A few key facts to keep in mind regarding ISBN registration:
- Not only will you need to purchase an ISBN for any version of your book, but also every edition of a version you want to register.
- Once a set of numbers have been assigned to a publisher by the ISBN agency (Bowker), the publisher can then assign those ISBNs to books for which it holds publishing rights. You cannot resell, re-assign, transfer or split the list of ISBNs to or with anyone else.
- If you do re-assign the number to someone else, the industry database will continue to show the original publisher registered for that block of numbers. That means, choose your name before you buy your ISBN(s).
- Yes, you can buy one ISBN at a time, but the cost is exponentially higher.
- If you purchase an ISBN from a re-seller, your book will likely be registered incorrectly with whatever publisher first purchased the block of numbers. This practice is widespread, but not a legitimate avenue for ISBNs.

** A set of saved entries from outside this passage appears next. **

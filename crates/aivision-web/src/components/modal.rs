//! Modal dialog shells

use leptos::prelude::*;

/// Generic modal frame used by every resource form
#[component]
pub fn ModalShell(
    /// Dialog title
    #[prop(into)]
    title: String,
    /// Invoked when the user closes the dialog
    on_close: Callback<()>,
    /// Dialog body
    children: Children,
) -> impl IntoView {
    view! {
        <div class="modal-backdrop">
            <div class="modal" role="dialog">
                <div class="modal-header">
                    <h3>{title}</h3>
                    <button class="modal-close" on:click=move |_| on_close.run(())>
                        "Close"
                    </button>
                </div>
                <div class="modal-body">{children()}</div>
            </div>
        </div>
    }
}

/// Delete confirmation dialog carrying the record it would remove
#[component]
pub fn DeleteConfirm(
    /// Confirmation question naming the record
    #[prop(into)]
    message: String,
    /// Whether the deletion request is in flight
    #[prop(into)]
    saving: Signal<bool>,
    /// Invoked when the user confirms
    on_confirm: Callback<()>,
    /// Invoked when the user cancels
    on_cancel: Callback<()>,
) -> impl IntoView {
    view! {
        <ModalShell title="Confirm Deletion" on_close=on_cancel>
            <p class="confirm-message">{message}</p>
            <p class="confirm-warning">"This cannot be undone."</p>
            <div class="modal-footer">
                <button class="btn" disabled=move || saving.get() on:click=move |_| on_cancel.run(())>
                    "Cancel"
                </button>
                <button
                    class="btn btn-danger"
                    disabled=move || saving.get()
                    on:click=move |_| on_confirm.run(())
                >
                    {move || if saving.get() { "Deleting..." } else { "Delete" }}
                </button>
            </div>
        </ModalShell>
    }
}
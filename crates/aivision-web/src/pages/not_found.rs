//! 404 page

use leptos::prelude::*;
use leptos_router::components::A;

/// Not-found page component
#[component]
pub fn NotFound() -> impl IntoView {
    view! {
        <div class="not-found">
            <h2>"Page Not Found"</h2>
            <p>"The page you are looking for does not exist."</p>
            <A href="/">"Back to the dashboard"</A>
        </div>
    }
}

So, knowing some of those crucial tidbits, the when of buying ISBNs becomes clearer—once you have determined the publishing imprint you intend to use for your book. The only place this will be crucial during the actual online publishing process will be with print on demand. An ISBN decision at CreateSpace or the provision of an ISBN at PODs like Ingram Spark will be required to move forward with publication. E-book or audio book publication will allow you to move forward without this step.
The purchase of ISBNs is a large investment for most new authors self-publishing their work for the first time, and those authors should carefully consider the return on investment they expect for that expense.